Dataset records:
——
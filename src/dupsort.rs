//! Duplicate key support (DUPSORT) implementation
//!
//! This module provides support for storing multiple values per key in a sorted manner.
//! When DUPSORT is enabled, each key can have multiple values stored as a sub-database.
//!
//! Optimizations:
//! - Single value optimization (avoid sub-database for single values)
//! - Proper page freeing when deleting keys
//! - Full B+Tree traversal in iterator

use crate::btree::BTree;
use crate::comparator::LexicographicComparator;
use crate::error::{Error, PageId, Result};
use crate::meta::DbInfo;
use crate::page::PageFlags;
use crate::txn::{Transaction, Write};

/// Duplicate sort node - stores multiple values for a single key
#[derive(Debug)]
pub struct DupNode {
    /// The key
    pub key: Vec<u8>,
    /// Database info for the sub-database containing values
    pub sub_db: DbInfo,
}

/// Magic byte to distinguish single values from sub-databases
const SINGLE_VALUE_MARKER: u8 = 0xFF;
const SUB_DB_MARKER: u8 = 0xFE;

/// Duplicate sort handler
pub struct DupSort;
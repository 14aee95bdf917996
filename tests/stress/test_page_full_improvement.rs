//! Test to verify page full improvements

use std::sync::Arc;
use tempfile::TempDir;
use vellum::{EnvBuilder, Result};

#[test]
fn test_page_capacity_improvements() -> Result<()> {
    let dir = TempDir::new().unwrap();
    let env = Arc::new(
        EnvBuilder::new()
            .map_size(100 * 1024 * 1024) // 100MB
            .open(dir.path())?,
    );

    // Create database
    let db: vellum::db::Database<String, Vec<u8>> = {
        let mut txn = env.write_txn()?;
        let db = env.create_database(&mut txn, None)?;
        txn.commit()?;
        db
    };

    let mut successful_inserts = 0;
    let mut txn = env.write_txn()?;
    
    // Insert entries with gradually increasing sizes
    for i in 0..200 {
        let key = format!("test_key_{:04}", i);
        let value_size = 100 + i * 20; // Start at 100 bytes, increase by 20 each time
        let value = vec![b'x'; value_size];
        
        match db.put(&mut txn, key.clone(), value) {
            Ok(_) => {
                successful_inserts += 1;
            }
            Err(_) => {
                // Expected to eventually fail as values get too large
                break;
            }
        }
    }
    
    txn.commit()?;
    
    // Should have successfully inserted many entries
    assert!(successful_inserts > 50, "Expected at least 50 successful inserts, got {}", successful_inserts);
    
    Ok(())
}

#[test]
fn test_random_inserts_page_capacity() -> Result<()> {
    let dir = TempDir::new().unwrap();
    let env = Arc::new(
        EnvBuilder::new()
            .map_size(100 * 1024 * 1024)
            .open(dir.path())?,
    );

    let db: vellum::db::Database<String, Vec<u8>> = {
        let mut txn = env.write_txn()?;
        let db = env.create_database(&mut txn, None)?;
        txn.commit()?;
        db
    };

    let mut txn = env.write_txn()?;
    let mut random_success = 0;
    
    use rand::{Rng, SeedableRng};
    let mut rng = rand::rngs::StdRng::seed_from_u64(42);
    
    for _ in 0..1000 {
        let key_num: u32 = rng.gen_range(10000..20000);
        let key = format!("random_{:06}", key_num);
        let value_size = rng.gen_range(50..300);
        let value = vec![b'r'; value_size];
        
        match db.put(&mut txn, key, value) {
            Ok(_) => random_success += 1,
            Err(_) => {
                // May fail due to page capacity, but should handle many inserts
                break;
            }
        }
    }
    
    txn.commit()?;
    
    // Should handle most random inserts
    assert!(random_success > 800, "Expected at least 800 successful random inserts, got {}", random_success);
    
    Ok(())
}

#[test]
fn test_mixed_operations_page_capacity() -> Result<()> {
    let dir = TempDir::new().unwrap();
    let env = Arc::new(
        EnvBuilder::new()
            .map_size(100 * 1024 * 1024)
            .open(dir.path())?,
    );

    let db: vellum::db::Database<String, String> = {
        let mut txn = env.write_txn()?;
        let db = env.create_database(&mut txn, None)?;
        txn.commit()?;
        db
    };

    // Mix inserts, updates, and deletes
    let mut txn = env.write_txn()?;
    
    // Initial inserts
    for i in 0..100 {
        let key = format!("key_{:03}", i);
        let value = format!("value_{}", i);
        db.put(&mut txn, key, value)?;
    }
    
    // Updates (should reuse space)
    for i in 0..50 {
        let key = format!("key_{:03}", i);
        let value = format!("updated_value_{}_with_longer_content", i);
        db.put(&mut txn, key, value)?;
    }
    
    // Deletes (should free space)
    for i in (25..75).step_by(2) {
        let key = format!("key_{:03}", i);
        db.delete(&mut txn, &key)?;
    }
    
    // More inserts (should reuse freed space)
    for i in 100..150 {
        let key = format!("key_{:03}", i);
        let value = format!("new_value_{}", i);
        db.put(&mut txn, key, value)?;
    }
    
    txn.commit()?;
    
    // Verify final state
    let txn = env.read_txn()?;
    let mut count = 0;
    let mut cursor = db.cursor(&txn)?;
    if cursor.first()?.is_some() {
        count = 1;
        while cursor.next_raw()?.is_some() {
            count += 1;
        }
    }
    
    // Should have: 100 initial - 25 deleted + 50 new = 125 entries
    assert_eq!(count, 125, "Expected 125 entries after mixed operations");
    
    Ok(())
}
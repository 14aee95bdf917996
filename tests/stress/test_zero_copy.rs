//! Test zero-copy read performance

use std::sync::Arc;
use std::time::Instant;
use vellum::db::Database;
use vellum::EnvBuilder;

#[test]
fn test_zero_copy_read_performance() -> Result<(), Box<dyn std::error::Error>> {
    // Create temporary directory
    let dir = tempfile::tempdir()?;
    let env = Arc::new(
        EnvBuilder::new()
            .max_dbs(10)
            .map_size(100 * 1024 * 1024) // 100MB
            .open(dir.path())?,
    );

    // Create database and insert test data
    let db: Database<Vec<u8>, Vec<u8>> = {
        let mut wtxn = env.write_txn()?;
        let db = env.create_database(&mut wtxn, None)?;

        // Insert test data
        for i in 0..10000 {
            let key = format!("key_{:06}", i).into_bytes();
            let value = format!("value_{:06}", i).into_bytes();
            db.put(&mut wtxn, key, value)?;
        }

        wtxn.commit()?;
        db
    };

    // Test read performance
    let rtxn = env.read_txn()?;

    // Warm up
    for i in 0..100 {
        let key = format!("key_{:06}", i).into_bytes();
        let _ = db.get(&rtxn, &key)?;
    }

    // Measure read performance
    let iterations = 100000;
    let start = Instant::now();

    for i in 0..iterations {
        let key_idx = i % 10000;
        let key = format!("key_{:06}", key_idx).into_bytes();
        let value = db.get(&rtxn, &key)?;

        assert!(value.is_some(), "Key not found: {:?}", key);
    }

    let elapsed = start.elapsed();
    let ops_per_sec = iterations as f64 / elapsed.as_secs_f64();
    let ns_per_op = elapsed.as_nanos() as f64 / iterations as f64;

    // Performance assertions - should be fast
    assert!(ops_per_sec > 100_000.0, "Expected >100k ops/sec, got {:.0}", ops_per_sec);
    assert!(ns_per_op < 10_000.0, "Expected <10Âµs per op, got {:.0}ns", ns_per_op);

    Ok(())
}

#[test]
fn test_zero_copy_large_values() -> Result<(), Box<dyn std::error::Error>> {
    let dir = tempfile::tempdir()?;
    let env = Arc::new(
        EnvBuilder::new()
            .map_size(500 * 1024 * 1024) // 500MB
            .open(dir.path())?,
    );

    let db: Database<String, Vec<u8>> = {
        let mut wtxn = env.write_txn()?;
        let db = env.create_database(&mut wtxn, None)?;

        // Insert large values
        for i in 0..100 {
            let key = format!("large_{:03}", i);
            let value = vec![i as u8; 100_000]; // 100KB values
            db.put(&mut wtxn, key, value)?;
        }

        wtxn.commit()?;
        db
    };

    // Test reading large values
    let rtxn = env.read_txn()?;
    let start = Instant::now();

    for i in 0..1000 {
        let key_idx = i % 100;
        let key = format!("large_{:03}", key_idx);
        let value = db.get(&rtxn, &key)?;
        
        assert!(value.is_some());
        assert_eq!(value.unwrap().len(), 100_000);
    }

    let elapsed = start.elapsed();
    
    // Should handle large values efficiently
    assert!(elapsed.as_secs() < 2, "Large value reads took too long: {:?}", elapsed);

    Ok(())
}

#[test]
fn test_zero_copy_cursor_iteration() -> Result<(), Box<dyn std::error::Error>> {
    let dir = tempfile::tempdir()?;
    let env = Arc::new(
        EnvBuilder::new()
            .map_size(100 * 1024 * 1024)
            .open(dir.path())?,
    );

    let db: Database<Vec<u8>, Vec<u8>> = {
        let mut wtxn = env.write_txn()?;
        let db = env.create_database(&mut wtxn, None)?;

        // Insert sequential data
        for i in 0..10000 {
            let key = format!("seq_{:06}", i).into_bytes();
            let value = format!("data_{:06}", i).into_bytes();
            db.put(&mut wtxn, key, value)?;
        }

        wtxn.commit()?;
        db
    };

    // Test cursor iteration performance
    let rtxn = env.read_txn()?;
    let mut cursor = db.cursor(&rtxn)?;
    
    let start = Instant::now();
    let mut count = 0;

    cursor.first()?;
    count += 1;
    
    while cursor.next_raw()?.is_some() {
        count += 1;
    }

    let elapsed = start.elapsed();

    assert_eq!(count, 10000);
    
    // Cursor iteration should be fast
    let ms_per_10k = elapsed.as_millis();
    assert!(ms_per_10k < 100, "Cursor iteration took {}ms for 10k entries", ms_per_10k);

    Ok(())
}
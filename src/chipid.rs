//! FTDIChip-ID readout for R-type parts.

use crate::constants::{CHIPID_WORDS, SIO_READ_EEPROM_REQUEST};
use crate::context::BriteBlox;
use crate::error::{Error, Result};
use crate::transport::UsbBackend;
use crate::types::ChipType;

const CHIPID_XOR: u32 = 0xA5F0_F7D1;

impl<B: UsbBackend> BriteBlox<B> {
    /// Read the 32-bit chip identifier burned into the silicon.
    ///
    /// Works in any mode but needs an open device. Only the FT232R family
    /// carries an ID; other chips fail with [`Error::UnsupportedChip`].
    pub fn read_chipid(&self) -> Result<u32> {
        let dev = self.device()?;
        if dev.chip_type != ChipType::Ft232R {
            return Err(Error::UnsupportedChip(dev.chip_type));
        }

        let [hi, lo] = CHIPID_WORDS;
        let a = self.control_in_exact(SIO_READ_EEPROM_REQUEST, hi, 2)?;
        let b = self.control_in_exact(SIO_READ_EEPROM_REQUEST, lo, 2)?;
        let id = decode_chipid([a[0], a[1]], [b[0], b[1]]);
        log::debug!("chip id {id:#010x}");
        Ok(id)
    }
}

/// Turn the two raw words into the chip ID.
fn decode_chipid(a: [u8; 2], b: [u8; 2]) -> u32 {
    // Each word is byte-swapped relative to the usual little-endian read.
    let raw = (u16::from_be_bytes(a) as u32) << 16 | u16::from_be_bytes(b) as u32;
    let permuted = u32::from_le_bytes(raw.to_le_bytes().map(chipid_shift));
    permuted ^ CHIPID_XOR
}

/// Bit permutation applied to each byte of the raw ID.
fn chipid_shift(v: u8) -> u8 {
    ((v & 1) << 1)
        | ((v & 2) << 5)
        | ((v & 4) >> 2)
        | ((v & 8) << 4)
        | ((v & 16) >> 1)
        | ((v & 32) >> 1)
        | ((v & 64) >> 4)
        | ((v & 128) >> 2)
}
//! EEPROM USB I/O: full reads into the staging area and single-word reads.

use crate::constants::*;
use crate::context::BriteBlox;
use crate::error::{Error, Result};
use crate::transport::UsbBackend;

use super::EepromImage;

impl<B: UsbBackend> BriteBlox<B> {
    /// Read the whole EEPROM into the staging area.
    ///
    /// Performs 128 two-byte control transfers, then detects the EEPROM
    /// size. The staging area is only replaced once every word has been
    /// read; a failed read leaves the previous contents in place.
    pub fn read_eeprom(&mut self) -> Result<()> {
        let chip_type = self.device()?.chip_type;

        let mut raw = [0u8; MAX_EEPROM_SIZE];
        for (addr, word) in raw.chunks_exact_mut(2).enumerate() {
            let data = self.control_in_exact(SIO_READ_EEPROM_REQUEST, addr as u16, 2)?;
            word.copy_from_slice(&data[..2]);
        }

        self.eeprom.stage(&raw, chip_type);
        Ok(())
    }

    /// Copy the first `size` staged EEPROM bytes.
    ///
    /// Fails with [`Error::SizeMismatch`] if `size` exceeds what the last
    /// [`read_eeprom`](Self::read_eeprom) staged. The staging area is
    /// never modified.
    pub fn get_eeprom_buf(&self, size: usize) -> Result<Vec<u8>> {
        let staged = self.eeprom.as_bytes();
        if size > staged.len() {
            return Err(Error::SizeMismatch {
                requested: size,
                available: staged.len(),
            });
        }
        Ok(staged[..size].to_vec())
    }

    /// Read one 16-bit word directly from the device, bypassing the
    /// staging area.
    ///
    /// `addr` is a word address. Addresses past the chip's EEPROM fail with
    /// [`Error::OutOfRange`] without touching the bus.
    pub fn read_eeprom_location(&self, addr: u16) -> Result<u16> {
        let words = (self.device()?.chip_type.eeprom_size() / 2) as u16;
        if addr >= words {
            return Err(Error::OutOfRange { addr, words });
        }
        let data = self.control_in_exact(SIO_READ_EEPROM_REQUEST, addr, 2)?;
        Ok(u16::from_le_bytes([data[0], data[1]]))
    }

    /// The EEPROM staging area.
    pub fn eeprom(&self) -> &EepromImage {
        &self.eeprom
    }
}
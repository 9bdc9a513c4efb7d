//! Pure Rust control library for BriteBlox USB boards.
//!
//! BriteBlox boards are built around FTDI-class USB-serial chips. This
//! crate opens them over [nusb](https://crates.io/crates/nusb), with no C
//! dependencies or `libusb`, and drives their pins in bitbang mode, reads
//! their configuration EEPROM and chip ID, and sets up the serial port.
//!
//! # Quick Start
//!
//! ```no_run
//! use briteblox::{BriteBlox, constants::{pid, BITMODE_BITBANG, BRITEBLOX_VID}};
//!
//! let mut ctx = BriteBlox::new()?;
//! for dev in &ctx.find_all(BRITEBLOX_VID, pid::BRITEBLOX)? {
//!     println!("{:?}", ctx.get_strings(dev)?);
//! }
//!
//! ctx.open(BRITEBLOX_VID, pid::BRITEBLOX)?;
//! ctx.set_bitmode(0xFF, BITMODE_BITBANG)?;
//! ctx.write_data(0xAA)?;
//! println!("pins: {:#04x}", ctx.read_pins()?);
//! ctx.disable_bitbang()?;
//! ctx.close()?;
//! ctx.release();
//! # Ok::<(), briteblox::Error>(())
//! ```
//!
//! # Features
//!
//! - **Device discovery**: enumerate boards, read their strings, filter by
//!   serial number or description.
//! - **Bitbang**: drive and sample the eight data pins.
//! - **EEPROM**: stage the full EEPROM, verify its checksum, decode its
//!   header, or read single words.
//! - **Chip ID**: read the FTDIChip-ID of FT232R parts.
//! - **Port setup**: reset, purge, baud rate and latency timer.
//!
//! Nothing is retried internally. Every failure is returned to the caller
//! as an [`Error`], which can be classified with [`Error::kind`].
//!
//! The USB stack sits behind the [`transport::UsbBackend`] trait. The
//! `mock` feature adds `transport::mock`, a simulated chip for testing
//! without hardware.

mod baudrate;
mod bitbang;
mod chipid;
pub mod constants;
pub mod context;
pub mod device_info;
pub mod eeprom;
pub mod error;
pub mod transport;
pub mod types;
pub mod version;

// ---- Convenience re-exports ----

pub use constants::BRITEBLOX_VID;
pub use context::{BriteBlox, Options};
pub use device_info::{DeviceDescriptor, DeviceFilter, DeviceList, DeviceStrings};
pub use eeprom::{EepromHeader, EepromImage};
pub use error::{Error, ErrorKind, Result};
pub use types::*;
pub use version::{library_version, LibraryVersion, LIBRARY_VERSION};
——
WHAT IS BEING ASKED ::
Wherever the word "while" turns up in the records above, copy the line that holds it.

OUTPUT FOR THIS EXERCISE ::
        while cursor.next_raw()?.is_some() {
    while cursor.next_raw()?.is_some() {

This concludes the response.